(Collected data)
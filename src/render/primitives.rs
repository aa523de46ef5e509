use serde::{Deserialize, Serialize};
use smallvec::SmallVec;

use crate::error::{GridError, GridResult};
use crate::render::Color;

/// Alternating on/off dash lengths in pixels.
#[derive(Debug, Clone, PartialEq, Serialize, Deserialize)]
pub struct DashPattern(SmallVec<[f64; 2]>);

impl DashPattern {
    #[must_use]
    pub fn new(on: f64, off: f64) -> Self {
        Self(SmallVec::from_buf([on, off]))
    }

    #[must_use]
    pub fn segments(&self) -> &[f64] {
        &self.0
    }

    pub fn validate(&self) -> GridResult<()> {
        if self.0.is_empty() {
            return Err(GridError::InvalidData(
                "dash pattern must not be empty".to_owned(),
            ));
        }
        if self.0.iter().any(|segment| !segment.is_finite() || *segment < 0.0) {
            return Err(GridError::InvalidData(
                "dash segments must be finite and >= 0".to_owned(),
            ));
        }
        if self.0.iter().all(|segment| *segment == 0.0) {
            return Err(GridError::InvalidData(
                "dash pattern must contain a positive segment".to_owned(),
            ));
        }
        Ok(())
    }
}

/// Stroke pattern for lines and circle outlines.
#[derive(Debug, Clone, PartialEq, Default, Serialize, Deserialize)]
pub enum StrokeStyle {
    #[default]
    Solid,
    Dashed(DashPattern),
}

impl StrokeStyle {
    #[must_use]
    pub fn dashed(on: f64, off: f64) -> Self {
        Self::Dashed(DashPattern::new(on, off))
    }

    #[must_use]
    pub fn is_dashed(&self) -> bool {
        matches!(self, Self::Dashed(_))
    }

    pub fn validate(&self) -> GridResult<()> {
        match self {
            Self::Solid => Ok(()),
            Self::Dashed(pattern) => pattern.validate(),
        }
    }
}

/// Draw command for one line segment in pixel space.
#[derive(Debug, Clone, PartialEq)]
pub struct LinePrimitive {
    pub x1: f64,
    pub y1: f64,
    pub x2: f64,
    pub y2: f64,
    pub stroke_width: f64,
    pub color: Color,
    pub stroke_style: StrokeStyle,
}

impl LinePrimitive {
    #[must_use]
    pub const fn new(x1: f64, y1: f64, x2: f64, y2: f64, stroke_width: f64, color: Color) -> Self {
        Self {
            x1,
            y1,
            x2,
            y2,
            stroke_width,
            color,
            stroke_style: StrokeStyle::Solid,
        }
    }

    #[must_use]
    pub fn with_stroke_style(mut self, stroke_style: StrokeStyle) -> Self {
        self.stroke_style = stroke_style;
        self
    }

    pub fn validate(&self) -> GridResult<()> {
        if !self.x1.is_finite()
            || !self.y1.is_finite()
            || !self.x2.is_finite()
            || !self.y2.is_finite()
        {
            return Err(GridError::InvalidData(
                "line coordinates must be finite".to_owned(),
            ));
        }
        if !self.stroke_width.is_finite() || self.stroke_width <= 0.0 {
            return Err(GridError::InvalidData(
                "line stroke width must be finite and > 0".to_owned(),
            ));
        }
        self.stroke_style.validate()?;
        self.color.validate()
    }
}

/// Draw command for one circle in pixel space.
///
/// Backends fill first (when `fill_color` is set) and stroke the outline
/// afterwards.
#[derive(Debug, Clone, PartialEq)]
pub struct CirclePrimitive {
    pub cx: f64,
    pub cy: f64,
    pub radius: f64,
    pub stroke_width: f64,
    pub stroke_color: Color,
    pub stroke_style: StrokeStyle,
    pub fill_color: Option<Color>,
}

impl CirclePrimitive {
    pub fn validate(&self) -> GridResult<()> {
        if !self.cx.is_finite() || !self.cy.is_finite() {
            return Err(GridError::InvalidData(
                "circle center must be finite".to_owned(),
            ));
        }
        if !self.radius.is_finite() || self.radius <= 0.0 {
            return Err(GridError::InvalidData(
                "circle radius must be finite and > 0".to_owned(),
            ));
        }
        if !self.stroke_width.is_finite() || self.stroke_width <= 0.0 {
            return Err(GridError::InvalidData(
                "circle stroke width must be finite and > 0".to_owned(),
            ));
        }
        self.stroke_style.validate()?;
        if let Some(fill) = self.fill_color {
            fill.validate()?;
        }
        self.stroke_color.validate()
    }
}

/// Draw command for one filled rectangle.
#[derive(Debug, Clone, Copy, PartialEq)]
pub struct RectPrimitive {
    pub x: f64,
    pub y: f64,
    pub width: f64,
    pub height: f64,
    pub fill_color: Color,
}

impl RectPrimitive {
    #[must_use]
    pub const fn new(x: f64, y: f64, width: f64, height: f64, fill_color: Color) -> Self {
        Self {
            x,
            y,
            width,
            height,
            fill_color,
        }
    }

    pub fn validate(self) -> GridResult<()> {
        if !self.x.is_finite() || !self.y.is_finite() {
            return Err(GridError::InvalidData(
                "rect origin must be finite".to_owned(),
            ));
        }
        if !self.width.is_finite() || !self.height.is_finite() || self.width < 0.0 || self.height < 0.0
        {
            return Err(GridError::InvalidData(
                "rect size must be finite and >= 0".to_owned(),
            ));
        }
        self.fill_color.validate()
    }
}

/// Draw command for one label in pixel space.
///
/// Text starts at `x` and is vertically centered on `y`, both measured along
/// the rotated baseline.
#[derive(Debug, Clone, PartialEq)]
pub struct TextPrimitive {
    pub text: String,
    pub x: f64,
    pub y: f64,
    pub font_size_px: f64,
    pub color: Color,
    /// Clockwise rotation in radians around `(x, y)`; negative values turn
    /// the text counter-clockwise on screen.
    pub rotation_rad: f64,
}

impl TextPrimitive {
    #[must_use]
    pub fn new(
        text: impl Into<String>,
        x: f64,
        y: f64,
        font_size_px: f64,
        color: Color,
    ) -> Self {
        Self {
            text: text.into(),
            x,
            y,
            font_size_px,
            color,
            rotation_rad: 0.0,
        }
    }

    #[must_use]
    pub fn with_rotation(mut self, rotation_rad: f64) -> Self {
        self.rotation_rad = rotation_rad;
        self
    }

    pub fn validate(&self) -> GridResult<()> {
        if self.text.is_empty() {
            return Err(GridError::InvalidData(
                "text primitive must not be empty".to_owned(),
            ));
        }
        if !self.x.is_finite() || !self.y.is_finite() || !self.rotation_rad.is_finite() {
            return Err(GridError::InvalidData(
                "text coordinates and rotation must be finite".to_owned(),
            ));
        }
        if !self.font_size_px.is_finite() || self.font_size_px <= 0.0 {
            return Err(GridError::InvalidData(
                "font size must be finite and > 0".to_owned(),
            ));
        }
        self.color.validate()
    }
}
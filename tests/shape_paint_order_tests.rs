use circle_grid::api::{GridOverlayConfig, GridOverlayEngine, HostContext, HostWidget};
use circle_grid::core::{Circle, builtin_circle_set};
use circle_grid::interaction::ManualTaskScheduler;
use circle_grid::render::{CanvasLayerKind, CirclePrimitive, Color, NullRenderer};

fn build_engine(config: GridOverlayConfig) -> GridOverlayEngine<NullRenderer, ManualTaskScheduler> {
    GridOverlayEngine::new(NullRenderer::default(), ManualTaskScheduler::new(), config)
        .expect("engine init")
}

fn painted_circles(engine: &GridOverlayEngine<NullRenderer, ManualTaskScheduler>) -> Vec<CirclePrimitive> {
    engine
        .renderer()
        .last_frame
        .as_ref()
        .expect("rendered frame")
        .circles_in_paint_order()
        .cloned()
        .collect()
}

#[test]
fn highest_z_index_paints_last() {
    let mut engine = build_engine(GridOverlayConfig::default());
    let context = HostContext::square(400, 1.0).with_circles_json(
        r#"[
            {"x": 0.0, "y": 0.0, "r": 0.5, "color": "red", "z": 3},
            {"x": 0.1, "y": 0.0, "r": 0.5, "color": "green", "z": 1},
            {"x": 0.0, "y": 0.1, "r": 0.5, "color": "blue", "z": 2}
        ]"#,
    );
    engine.refresh(&context).expect("refresh");

    let colors: Vec<Color> = painted_circles(&engine)
        .iter()
        .map(|circle| circle.stroke_color)
        .collect();
    assert_eq!(
        colors,
        vec![
            Color::rgb8(0, 128, 0),
            Color::rgb8(0, 0, 255),
            Color::rgb8(255, 0, 0),
        ]
    );
}

#[test]
fn equal_z_indices_keep_input_order() {
    let mut engine = build_engine(GridOverlayConfig::default());
    let circles: Vec<Circle> = (0..5)
        .map(|index| {
            Circle::new(f64::from(index) * 0.1, 0.0, 0.2, Color::BLACK)
                .expect("valid circle")
                .with_z_index(7)
        })
        .collect();
    engine
        .refresh(&HostContext::square(400, 1.0).with_circles(circles))
        .expect("refresh");

    let centers: Vec<f64> = painted_circles(&engine).iter().map(|c| c.cx).collect();
    let mut sorted = centers.clone();
    sorted.sort_by(f64::total_cmp);
    assert_eq!(centers, sorted);
}

#[test]
fn malformed_circle_json_renders_empty_shape_layer() {
    let mut engine = build_engine(GridOverlayConfig::default());
    for input in ["not json", "{broken", r#"[{"x": "a"}]"#] {
        engine
            .refresh(&HostContext::square(400, 1.0).with_circles_json(input))
            .expect("malformed input must not fail refresh");
        assert!(engine.circles().is_empty());
        let frame = engine.renderer().last_frame.as_ref().expect("frame");
        let shapes = frame.layer(CanvasLayerKind::Shapes).expect("shape layer");
        assert!(shapes.is_empty());
        assert!(!frame.layer(CanvasLayerKind::Grid).expect("grid").is_empty());
    }
}

#[test]
fn new_input_replaces_the_whole_set() {
    let mut engine = build_engine(GridOverlayConfig::default());
    engine
        .refresh(&HostContext::square(400, 1.0).with_circles_json(
            r#"[{"x": 0, "y": 0, "r": 0.5, "color": "red"}, {"x": 0.5, "y": 0, "r": 0.2, "color": "red"}]"#,
        ))
        .expect("first refresh");
    engine
        .refresh(&HostContext::square(400, 1.0).with_circles_json(
            r#"[{"x": -0.5, "y": 0, "r": 0.2, "color": "blue"}]"#,
        ))
        .expect("second refresh");
    assert_eq!(engine.circles().len(), 1);
    assert_eq!(painted_circles(&engine).len(), 1);
}

#[test]
fn static_variant_paints_builtin_set_with_pivots_in_declaration_order() {
    let mut engine = build_engine(GridOverlayConfig::static_variant());
    engine
        .refresh(
            &HostContext::default()
                .with_surface(600, 400)
                .with_axis_limits(1.5, 1.0)
                .with_builtin_circles(),
        )
        .expect("refresh");

    let builtin = builtin_circle_set();
    let painted = painted_circles(&engine);
    assert_eq!(painted.len(), builtin.len() * 2);

    let transform = engine.transform().expect("transform");
    for (circle, pair) in builtin.iter().zip(painted.chunks(2)) {
        let center = transform.to_pixel(circle.center());
        let (outline, pivot) = (&pair[0], &pair[1]);
        assert_eq!((outline.cx, outline.cy), (center.x, center.y));
        assert_eq!((pivot.cx, pivot.cy), (center.x, center.y));
        assert!((pivot.radius - outline.radius * 0.06).abs() <= 1e-9);
        assert_eq!(pivot.fill_color.is_none(), circle.is_dashed());
        assert_eq!(pivot.stroke_style.is_dashed(), circle.is_dashed());
    }
}

#[test]
fn shape_layer_is_clipped_to_grid_bounds() {
    let mut engine = build_engine(GridOverlayConfig::default());
    engine
        .refresh(&HostContext::square(400, 1.0).with_circles_json(
            r#"[{"x": 0.9, "y": 0.9, "r": 0.5, "color": "red", "fill": "pink"}]"#,
        ))
        .expect("refresh");
    let frame = engine.renderer().last_frame.as_ref().expect("frame");
    let shapes = frame.layer(CanvasLayerKind::Shapes).expect("shape layer");
    assert_eq!(shapes.clip, engine.metrics().map(|m| m.bounds()));
    assert_eq!(shapes.circles[0].fill_color, Some(Color::rgb8(255, 192, 203)));
}
use serde::{Deserialize, Serialize};

use crate::core::types::{AxisLimits, GridBounds, PixelPoint, SurfaceSize};

/// Smallest allowed pixel size of one data unit. Unit sizes are always a
/// multiple of this value.
pub const UNIT_QUANTUM_PX: u32 = 10;

/// Number of minor grid lines per data unit.
pub const MINOR_DIVISIONS: u32 = 10;

/// Inputs of one layout pass.
///
/// Two refreshes with equal keys produce identical metrics, so the grid layer
/// only needs repainting when the key changes.
#[derive(Debug, Clone, Copy, PartialEq, Serialize, Deserialize)]
pub struct LayoutKey {
    pub surface: SurfaceSize,
    pub axis_limits: AxisLimits,
}

/// Pixel layout of the grid inside the drawing surface.
///
/// The grid is centered in the surface interior. Its unit size is floored to
/// a multiple of [`UNIT_QUANTUM_PX`] and never drops below it, so gridlines
/// land on round pixel offsets even when that leaves part of the usable area
/// empty (or, for very large limits, lets the grid overflow the surface).
#[derive(Debug, Clone, Copy, PartialEq, Serialize, Deserialize)]
pub struct GridMetrics {
    surface: SurfaceSize,
    margin: u32,
    axis_limits: AxisLimits,
    unit_size: u32,
    bounds: GridBounds,
    center: PixelPoint,
    minor_step: f64,
}

impl GridMetrics {
    /// Computes the layout for `surface` and `axis_limits`.
    ///
    /// The surface is clamped up to `min_surface` and limits are sanitized
    /// before any arithmetic, so this never fails and never sees a negative
    /// usable span as long as `2 * margin < min_surface`.
    #[must_use]
    pub fn compute(
        surface: SurfaceSize,
        axis_limits: AxisLimits,
        margin: u32,
        min_surface: u32,
    ) -> Self {
        let surface = surface.clamped_to(min_surface);
        let axis_limits = axis_limits.sanitized();

        let usable_width = usable_span(surface.width, margin);
        let usable_height = usable_span(surface.height, margin);
        let raw_unit_x = usable_width / (2.0 * axis_limits.x);
        let raw_unit_y = usable_height / (2.0 * axis_limits.y);
        let unit_size = quantize_unit_size(raw_unit_x.min(raw_unit_y));

        let unit = f64::from(unit_size);
        let span_x = unit * axis_limits.x * 2.0;
        let span_y = unit * axis_limits.y * 2.0;
        let left = (f64::from(surface.width) - span_x) / 2.0;
        let top = (f64::from(surface.height) - span_y) / 2.0;

        Self {
            surface,
            margin,
            axis_limits,
            unit_size,
            bounds: GridBounds::new(left, top, left + span_x, top + span_y),
            center: PixelPoint::new(left + span_x / 2.0, top + span_y / 2.0),
            minor_step: unit / f64::from(MINOR_DIVISIONS),
        }
    }

    #[must_use]
    pub fn surface(&self) -> SurfaceSize {
        self.surface
    }

    #[must_use]
    pub fn margin(&self) -> u32 {
        self.margin
    }

    #[must_use]
    pub fn axis_limits(&self) -> AxisLimits {
        self.axis_limits
    }

    /// Pixels per data unit.
    #[must_use]
    pub fn unit_size(&self) -> u32 {
        self.unit_size
    }

    #[must_use]
    pub fn unit_size_px(&self) -> f64 {
        f64::from(self.unit_size)
    }

    #[must_use]
    pub fn half_unit_px(&self) -> f64 {
        self.unit_size_px() / 2.0
    }

    #[must_use]
    pub fn bounds(&self) -> GridBounds {
        self.bounds
    }

    /// Pixel position of data coordinate `(0, 0)`.
    #[must_use]
    pub fn center(&self) -> PixelPoint {
        self.center
    }

    #[must_use]
    pub fn minor_step(&self) -> f64 {
        self.minor_step
    }

    #[must_use]
    pub fn layout_key(&self) -> LayoutKey {
        LayoutKey {
            surface: self.surface,
            axis_limits: self.axis_limits,
        }
    }
}

fn usable_span(dimension: u32, margin: u32) -> f64 {
    f64::from(dimension.saturating_sub(margin.saturating_mul(2)))
}

/// Floors to a multiple of 10 first, then clamps to at least 10.
fn quantize_unit_size(raw_unit: f64) -> u32 {
    let quantum = f64::from(UNIT_QUANTUM_PX);
    let floored = (raw_unit / quantum).floor() * quantum;
    if !floored.is_finite() || floored < quantum {
        return UNIT_QUANTUM_PX;
    }
    // Bounded by the usable span of a u32 surface, so this cannot truncate.
    floored as u32
}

◆ Task to complete ◆
Show the lines of the records above that mention "radius".

◆ Solution ◆
    pub radius: f64,
        if !self.radius.is_finite() || self.radius <= 0.0 {
                "circle radius must be finite and > 0".to_owned(),
        assert!((pivot.radius - outline.radius * 0.06).abs() <= 1e-9);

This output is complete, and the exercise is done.